The birth of the modern extension service has been attributed to events that took place in Ireland in the middle of the 19th century. Between 1845–51 the Irish potato crop was destroyed by fungal diseases and a severe famine occurred. The British Government arranged for "practical instructors" to travel to rural areas and teach small farmers how to cultivate alternative crops. This scheme attracted the attention of government officials in Germany, who organized their own system of traveling instructors. By the end of the 19th century, the idea had spread to Denmark, Netherlands, Italy, and France.

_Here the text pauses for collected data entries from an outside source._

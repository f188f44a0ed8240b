// SPDX-License-Identifier: AGPL-3.0-or-later
// AxonDB - Vector Storage Substrate
// Copyright (C) 2026 Sushanth Reddy Vanagala (https://github.com/sushanthpy)
//
// This program is free software: you can redistribute it and/or modify
// it under the terms of the GNU Affero General Public License as published by
// the Free Software Foundation, either version 3 of the License, or
// (at your option) any later version.
//
// This program is distributed in the hope that it will be useful,
// but WITHOUT ANY WARRANTY; without even the implied warranty of
// MERCHANTABILITY or FITNESS FOR A PARTICULAR PURPOSE. See the
// GNU Affero General Public License for more details.
//
// You should have received a copy of the GNU Affero General Public License
// along with this program. If not, see <https://www.gnu.org/licenses/>.

//! Core enumerations: distance metric, element encoding, and SIMD tier,
//! plus runtime CPU feature detection for tier selection.

use std::sync::OnceLock;

use serde::{Deserialize, Serialize};

use crate::error::{AxonError, Result};

// ============================================================================
// Metric Type
// ============================================================================

/// Distance metric family.
///
/// `Poincare` and `Lorentz` are reserved for hyperbolic-space support; they
/// are valid registry keys but have no built-in kernels.
#[repr(u32)]
#[derive(Debug, Clone, Copy, PartialEq, Eq, Hash, Serialize, Deserialize)]
pub enum MetricType {
    Undefined = 0,
    L1 = 1,
    L2 = 2,
    Ip = 3,
    Hamming = 4,
    Jaccard = 5,
    Cosine = 6,
    Angle = 7,
    NormalizedL2 = 8,
    NormalizedCosine = 9,
    NormalizedAngle = 10,
    Poincare = 11,
    Lorentz = 12,
}

/// Number of metric slots in the registry table.
pub const METRIC_TYPE_COUNT: usize = 13;

impl MetricType {
    pub const ALL: [MetricType; 12] = [
        MetricType::L1,
        MetricType::L2,
        MetricType::Ip,
        MetricType::Hamming,
        MetricType::Jaccard,
        MetricType::Cosine,
        MetricType::Angle,
        MetricType::NormalizedL2,
        MetricType::NormalizedCosine,
        MetricType::NormalizedAngle,
        MetricType::Poincare,
        MetricType::Lorentz,
    ];
}

impl TryFrom<u32> for MetricType {
    type Error = AxonError;

    fn try_from(value: u32) -> Result<Self> {
        match value {
            0 => Ok(MetricType::Undefined),
            1 => Ok(MetricType::L1),
            2 => Ok(MetricType::L2),
            3 => Ok(MetricType::Ip),
            4 => Ok(MetricType::Hamming),
            5 => Ok(MetricType::Jaccard),
            6 => Ok(MetricType::Cosine),
            7 => Ok(MetricType::Angle),
            8 => Ok(MetricType::NormalizedL2),
            9 => Ok(MetricType::NormalizedCosine),
            10 => Ok(MetricType::NormalizedAngle),
            11 => Ok(MetricType::Poincare),
            12 => Ok(MetricType::Lorentz),
            other => Err(AxonError::InvalidArgument(format!(
                "invalid metric type: {other}"
            ))),
        }
    }
}

// ============================================================================
// Data Type
// ============================================================================

/// Element encoding of a stored vector.
#[repr(u32)]
#[derive(Debug, Clone, Copy, PartialEq, Eq, Hash, Serialize, Deserialize)]
pub enum DataType {
    None = 0,
    U8 = 1,
    F16 = 2,
    F32 = 3,
}

/// Number of data type slots in the registry table.
pub const DATA_TYPE_COUNT: usize = 4;

impl DataType {
    /// Byte size of one element.
    pub fn size_bytes(self) -> Result<usize> {
        match self {
            DataType::U8 => Ok(std::mem::size_of::<u8>()),
            DataType::F16 => Ok(std::mem::size_of::<half::f16>()),
            DataType::F32 => Ok(std::mem::size_of::<f32>()),
            DataType::None => Err(AxonError::InvalidArgument(
                "unknown data type".to_string(),
            )),
        }
    }
}

impl TryFrom<u32> for DataType {
    type Error = AxonError;

    fn try_from(value: u32) -> Result<Self> {
        match value {
            0 => Ok(DataType::None),
            1 => Ok(DataType::U8),
            2 => Ok(DataType::F16),
            3 => Ok(DataType::F32),
            other => Err(AxonError::InvalidArgument(format!(
                "invalid data type: {other}"
            ))),
        }
    }
}

// ============================================================================
// SIMD Tier
// ============================================================================

/// Ordered instruction-set tier used for kernel selection.
///
/// The tier is a capability rank, not a correctness knob: every tier of a
/// metric family computes the same function, higher tiers merely do it wider.
#[repr(u32)]
#[derive(
    Debug, Clone, Copy, PartialEq, Eq, PartialOrd, Ord, Hash, Serialize, Deserialize,
)]
pub enum SimdLevel {
    None = 0,
    Sse = 1,
    Avx2 = 2,
    Avx512 = 3,
}

/// Number of SIMD tier slots in the registry table.
pub const SIMD_LEVEL_COUNT: usize = 4;

impl SimdLevel {
    /// Vector register width in bytes.
    pub fn width_bytes(self) -> usize {
        match self {
            SimdLevel::None => 1,
            SimdLevel::Sse => 16,
            SimdLevel::Avx2 => 32,
            SimdLevel::Avx512 => 64,
        }
    }

    /// f32 lanes processed per iteration at this tier.
    pub fn f32_lanes(self) -> usize {
        match self {
            SimdLevel::None => 1,
            _ => self.width_bytes() / 4,
        }
    }
}

impl TryFrom<u32> for SimdLevel {
    type Error = AxonError;

    fn try_from(value: u32) -> Result<Self> {
        match value {
            0 => Ok(SimdLevel::None),
            1 => Ok(SimdLevel::Sse),
            2 => Ok(SimdLevel::Avx2),
            3 => Ok(SimdLevel::Avx512),
            other => Err(AxonError::InvalidArgument(format!(
                "invalid simd level: {other}"
            ))),
        }
    }
}

// ============================================================================
// CPU Feature Detection
// ============================================================================

/// Detected CPU features relevant to kernel dispatch.
#[derive(Debug, Clone, Copy)]
pub struct CpuFeatures {
    pub sse41: bool,
    pub avx2: bool,
    pub avx512f: bool,
}

impl CpuFeatures {
    /// Detect CPU features at runtime.
    pub fn detect() -> Self {
        #[cfg(target_arch = "x86_64")]
        {
            Self {
                sse41: is_x86_feature_detected!("sse4.1"),
                avx2: is_x86_feature_detected!("avx2") && is_x86_feature_detected!("fma"),
                avx512f: is_x86_feature_detected!("avx512f"),
            }
        }
        #[cfg(not(target_arch = "x86_64"))]
        {
            Self {
                sse41: false,
                avx2: false,
                avx512f: false,
            }
        }
    }

    /// Best tier the running CPU can execute.
    pub fn best_simd_level(&self) -> SimdLevel {
        if self.avx512f {
            SimdLevel::Avx512
        } else if self.avx2 {
            SimdLevel::Avx2
        } else if self.sse41 {
            SimdLevel::Sse
        } else {
            SimdLevel::None
        }
    }

    /// Whether the running CPU can execute kernels of the given tier.
    pub fn supports(&self, level: SimdLevel) -> bool {
        match level {
            SimdLevel::None => true,
            SimdLevel::Sse => self.sse41,
            SimdLevel::Avx2 => self.avx2,
            SimdLevel::Avx512 => self.avx512f,
        }
    }
}

static CPU_FEATURES: OnceLock<CpuFeatures> = OnceLock::new();

/// Cached CPU feature detection.
pub fn cpu_features() -> CpuFeatures {
    *CPU_FEATURES.get_or_init(CpuFeatures::detect)
}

The term "university extension" was first used by the Universities of Cambridge and Oxford in 1867 to describe teaching activities that extended the work of the institution beyond the campus. Most of these early activities were not, however, related to agriculture. It was not until the beginning of the 20th century, when colleges in the United States started conducting demonstrations at agricultural shows and giving lectures to farmer’s clubs, that the term "extension service" was applied to the type of work that we now recognize by that name.

In the United States, the Hatch Act of 1887 established a system of agricultural experiment stations in conjunction with each state's land-grant university, and the Smith-Lever Act of 1914 created a system of cooperative extension to be operated by those universities in order to inform people about current developments in agriculture, home economics, and related subjects.

In 1966 the National Sea Grant College Program was established and Bill Wick developed the first Marine Advisory Program in Oregon using the Extension model. The first Marine Extension agent was Bob Jacobsen, and was known as "an agricultural agent in hip-boots".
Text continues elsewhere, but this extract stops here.